Closed Bug 1025475 Opened 10 years ago Closed 10 years ago

SIMD backend: implement Int32x4 / Float32x4 constructors

Categories

(Core :: JavaScript Engine: JIT, defect)

x86
macOS
defect
Not set
normal

Tracking

()

RESOLVED FIXED
mozilla34

People

(Reporter: bbouvier, Assigned: bbouvier)

References

Details

Attachments

(4 files, 4 obsolete files)

int32x4(a,b,c,d)
float32x4(a,b,c,d)

I'll probably add MSimdConstant, for when a, b, c, and d are constant literals.
Attached patch 1 - Constructors (obsolete) — Splinter Review
This implements Int32x4(a,b,c,d) and Float32x4(a,b,c,d), where inputs are arbitrary MIR nodes.

Code generation does the following:
- reserve enough stack space for storing a SIMD value (as of now, 4 * 32 bits)
- move each input in a 32-bits stack slot
- (aligned) load into the destination register (should be sane, as SP is aligned from the function prologue)
- free stack

An improvement in the future could be to have this stack space reserved per function, every time we see we have at least N SimdValueX4 in the MIRGraph, where N is a constant >= 2.
Attachment #8459652 - Flags: feedback?(sunfish)
Attached patch 2 - Constants (obsolete) — Splinter Review
asm.js needs SIMD literals, for variable initializers in functions. E.g.
function f() {
  var x = int32x4(1,2,3,4);
}

So we need a way to have the equivalent of js::Value, for storing SIMD constants. Typed objects (being SIMD objects polyfills in the interpreter) are not convenient because they are JSObject and thus involve GC. So I've created an equivalent of constant js::Value for SIMD. This is called SimdConstant in this patch, and there is an equivalent MSimdConstant.
Attachment #8459656 - Flags: feedback?(sunfish)
Attachment #8459657 - Flags: feedback?(sunfish)
(for the record, splat, which can also be folded from SimdValueX4, will be implemented in another bug)
Comment on attachment 8459656 [details] [diff] [review]
2 - Constants

Review of attachment 8459656 [details] [diff] [review]:
-----------------------------------------------------------------

::: js/src/assembler/assembler/X86Assembler.h
@@ +2917,5 @@
> +    }
> +#else
> +    void movdqa_mr(const void* address, XMMRegisterID dst)
> +    {
> +        spew("movss      %p, %s",

copy+pasto in the string?

@@ +4006,5 @@
> +        void int32x4Constant(const int32_t s[4])
> +        {
> +            m_buffer.ensureSpace(4 * sizeof(int32_t));
> +            for (size_t i = 0; i < 4; ++i)
> +                m_buffer.putIntUnchecked(s[i]);

It's odd that we can call floatConstant below, but there's no corresponding method for int32 yet.
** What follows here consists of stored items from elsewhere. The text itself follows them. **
//! TLS material for the listener.
//!
//! Certificates and keys are PEM files. [`load_acceptor`] turns them into a
//! [`TlsAcceptor`]; [`generate_self_signed`] writes a fresh pair for hosts
//! that have no certificate authority.

use std::fs;
use std::path::Path;
use std::sync::Arc;

use rustls::pki_types::pem::PemObject;
use rustls::pki_types::{CertificateDer, PrivateKeyDer};
use rustls::ServerConfig;
use thiserror::Error;
use tokio_rustls::TlsAcceptor;

/// Errors raised while loading or generating TLS material.
#[derive(Debug, Error)]
pub enum TlsError {
    /// A PEM file could not be read or written.
    #[error("{path}: {source}")]
    Io {
        /// The file involved.
        path: String,
        /// The underlying error.
        #[source]
        source: std::io::Error,
    },

    /// The certificate file held no usable certificate.
    #[error("invalid certificate: {0}")]
    Certificate(String),

    /// The key file held no usable private key.
    #[error("invalid private key: {0}")]
    PrivateKey(String),

    /// rustls rejected the certificate/key pair.
    #[error("TLS configuration error: {0}")]
    Config(String),

    /// Self-signed certificate generation failed.
    #[error("certificate generation failed: {0}")]
    Generate(String),
}

/// Parse PEM-encoded certificates.
pub fn parse_certificates(pem: &[u8]) -> Result<Vec<CertificateDer<'static>>, TlsError> {
    let certs = CertificateDer::pem_slice_iter(pem)
        .collect::<Result<Vec<_>, _>>()
        .map_err(|e| TlsError::Certificate(format!("failed to parse certificates: {e}")))?;
    if certs.is_empty() {
        return Err(TlsError::Certificate("no certificates found".into()));
    }
    Ok(certs)
}

/// Parse a PEM-encoded private key.
pub fn parse_private_key(pem: &[u8]) -> Result<PrivateKeyDer<'static>, TlsError> {
    PrivateKeyDer::from_pem_slice(pem)
        .map_err(|e| TlsError::PrivateKey(format!("failed to parse private key: {e}")))
}

/// Build a server configuration from PEM bytes. Clients are not asked for
/// certificates; they authenticate with a login and password instead.
pub fn server_config(cert_pem: &[u8], key_pem: &[u8]) -> Result<ServerConfig, TlsError> {
    let certs = parse_certificates(cert_pem)?;
    let key = parse_private_key(key_pem)?;

    ServerConfig::builder_with_provider(Arc::new(rustls::crypto::ring::default_provider()))
        .with_safe_default_protocol_versions()
        .map_err(|e| TlsError::Config(e.to_string()))?
        .with_no_client_auth()
        .with_single_cert(certs, key)
        .map_err(|e| TlsError::Config(e.to_string()))
}

/// Load a certificate chain and key from disk into an acceptor.
pub fn load_acceptor(cert_path: &Path, key_path: &Path) -> Result<TlsAcceptor, TlsError> {
    let cert_pem = read_pem(cert_path)?;
    let key_pem = read_pem(key_path)?;
    let acceptor = acceptor_from_pem(&cert_pem, &key_pem)?;

    tracing::info!(cert = %cert_path.display(), "Loaded TLS certificate");
    Ok(acceptor)
}

/// Build an acceptor from in-memory PEM bytes.
pub fn acceptor_from_pem(cert_pem: &[u8], key_pem: &[u8]) -> Result<TlsAcceptor, TlsError> {
    Ok(TlsAcceptor::from(Arc::new(server_config(cert_pem, key_pem)?)))
}

/// A generated certificate and key, both PEM-encoded.
#[derive(Debug, Clone)]
pub struct GeneratedCert {
    /// Certificate PEM; also serves as the client's trust anchor.
    pub cert_pem: String,
    /// Private key PEM.
    pub key_pem: String,
}

/// Generate a self-signed certificate valid for `hosts` (DNS names or IPs).
pub fn generate_self_signed(hosts: &[String]) -> Result<GeneratedCert, TlsError> {
    let certified = rcgen::generate_simple_self_signed(hosts.to_vec())
        .map_err(|e| TlsError::Generate(e.to_string()))?;

    Ok(GeneratedCert {
        cert_pem: certified.cert.pem(),
        key_pem: certified.key_pair.serialize_pem(),
    })
}

/// Write a generated pair to disk, creating parent directories.
///
/// Refuses to overwrite existing files unless `force` is set.
pub fn write_generated(
    generated: &GeneratedCert,
    cert_path: &Path,
    key_path: &Path,
    force: bool,
) -> Result<(), TlsError> {
    for path in [cert_path, key_path] {
        if path.exists() && !force {
            return Err(TlsError::Io {
                path: path.display().to_string(),
                source: std::io::Error::new(
                    std::io::ErrorKind::AlreadyExists,
                    "file exists (use --force to overwrite)",
                ),
            });
        }
        if let Some(parent) = path.parent() {
            fs::create_dir_all(parent).map_err(|source| TlsError::Io {
                path: parent.display().to_string(),
                source,
            })?;
        }
    }

    write_file(cert_path, generated.cert_pem.as_bytes())?;
    write_file(key_path, generated.key_pem.as_bytes())?;
    restrict_permissions(key_path)?;
    Ok(())
}

fn read_pem(path: &Path) -> Result<Vec<u8>, TlsError> {
    fs::read(path).map_err(|source| TlsError::Io {
        path: path.display().to_string(),
        source,
    })
}

fn write_file(path: &Path, contents: &[u8]) -> Result<(), TlsError> {
    fs::write(path, contents).map_err(|source| TlsError::Io {
        path: path.display().to_string(),
        source,
    })
}

#[cfg(unix)]
fn restrict_permissions(path: &Path) -> Result<(), TlsError> {
    use std::os::unix::fs::PermissionsExt;

    fs::set_permissions(path, fs::Permissions::from_mode(0o600)).map_err(|source| {
        TlsError::Io {
            path: path.display().to_string(),
            source,
        }
    })
}

#[cfg(not(unix))]
fn restrict_permissions(_path: &Path) -> Result<(), TlsError> {
    Ok(())
}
Could you add one, so that the code here in int32x4Constant can just call int32Constant?

::: js/src/jit/IonTypes.h
@@ +299,5 @@
> +            return false;
> +        // Comparing as one kind is enough.
> +        for (size_t i = 0; i < 4; ++i) {
> +            if (u.i32x4[i] != rhs.u.i32x4[i])
> +                return false;

I like this, but it is technically a violation of the C++ union rules. I suggest calling memcmp instead.

::: js/src/jit/shared/MacroAssembler-x86-shared.h
@@ +649,5 @@
> +        static SimdConstant zero(0,0,0,0);
> +        if (v == zero) {
> +            pxor(dest, dest);
> +            return true;
> +        }

Another value that's nice and easy to inline here is (-1,-1,-1,-1) since you can do that with just pcmpeqw(reg, reg) (Agner Optimizing Assembly table 13.10).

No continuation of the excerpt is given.